What I didn't know was that he often dug down to the minutia of flower petals, blades of grass, single strands of wheat, the undergrowth in a forest (as in "Undergrowth" above) and other detailed elements of nature in many of his lesser-known paintings. It's in these paintings in the exhibit that those only familiar with Van Gogh's most popular works (people like me) will find a growing appreciation for Van Gogh and his talent.
That just scratches the surface of what I learned about Van Gogh through the exhibit. Van Gogh thought about nature – a lot. It's said he painted a blade of grass as a metaphor for living simply and observing the surrounding world with thoughtful attention. His personal and professional life were grounded in his belief in living simply – something so many of us are trying to figure out how to do in today's world.
And that was one of the great things about "Van Gogh Up Close." It transported me out of today's world for a couple of hours and into the world of Vincent Van Gogh where I observed nature through his eyes. The branches of "Almond Blossom" below brought feelings of hope and awe. The jail-like trees of "Undergrowth with Two Figures" at the top of this page brought feelings of sadness and fear.
For me the exhibit began with the comfort of the familiar "Sunflowers" and ended with the hope of "Almond Blossoms," but in between the two masterpieces other paintings took me through a gamut of warring emotions as I walked through the rooms of the exhibit. I was delightfully emotionally drained at the end.
If you're going, here are some things to know.
Tickets for the exhibit are $25 for adults, $23 for seniors, $20 for students and $12 for ages 12 and under (under age 4 is free).

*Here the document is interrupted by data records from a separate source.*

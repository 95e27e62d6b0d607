/// Placeables document reader. Wrapper over the record construction and
/// [structures].
///
/// ## Getting Started
///
/// The facade for the entire module is the [save_file::SaveFile] struct.
/// Opening a save folder reads its placeables document, which can then be
/// [extracted](save_file::SaveFile::extract) into animal and fetus records.
///
/// ## Example
///
/// ```rust
/// use livestock_extractor_lib::{
///     country_codes::CountryCodeLoader,
///     save_file::{RecordFilter, SaveFile},
///     structures::summarize,
/// };
///
/// if let Ok(save_file) = SaveFile::open("/path/to/savegame1/") {
///     let codes = CountryCodeLoader::new().with_game_root(".").load();
///     let extraction = save_file.extract(&codes, &RecordFilter::default());
///     let summary = summarize(&extraction.individuals);
/// }
/// ```
pub mod save_file;

/// Resolution of the area codes stored in birthdays into country names.
/// The codes are read from the Realistic Livestock mod, or provided by the user.
pub mod country_codes;

/// The records and their table layouts
pub mod structures;

/// Species inference from the hints a save leaves behind
pub mod species;

/// Values computed from the raw fields of a record
pub mod derived;

/// Types used across the crate
pub mod types;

Tickets for this exhibit include general admission into the rest of the museum and can be ordered ahead of time online.
Headphones with a guided tour of the exhibit are available and are complimentary with admission.
The exhibit runs through May 6, 2012 and is closed on Mondays (with the exception of Feb 20 and April 30).
has more specifics about admission, a special deal for both the exhibit and the upcoming 2012 Philadelphia International Flower Show, and hotel packages that include tickets to the exhibit.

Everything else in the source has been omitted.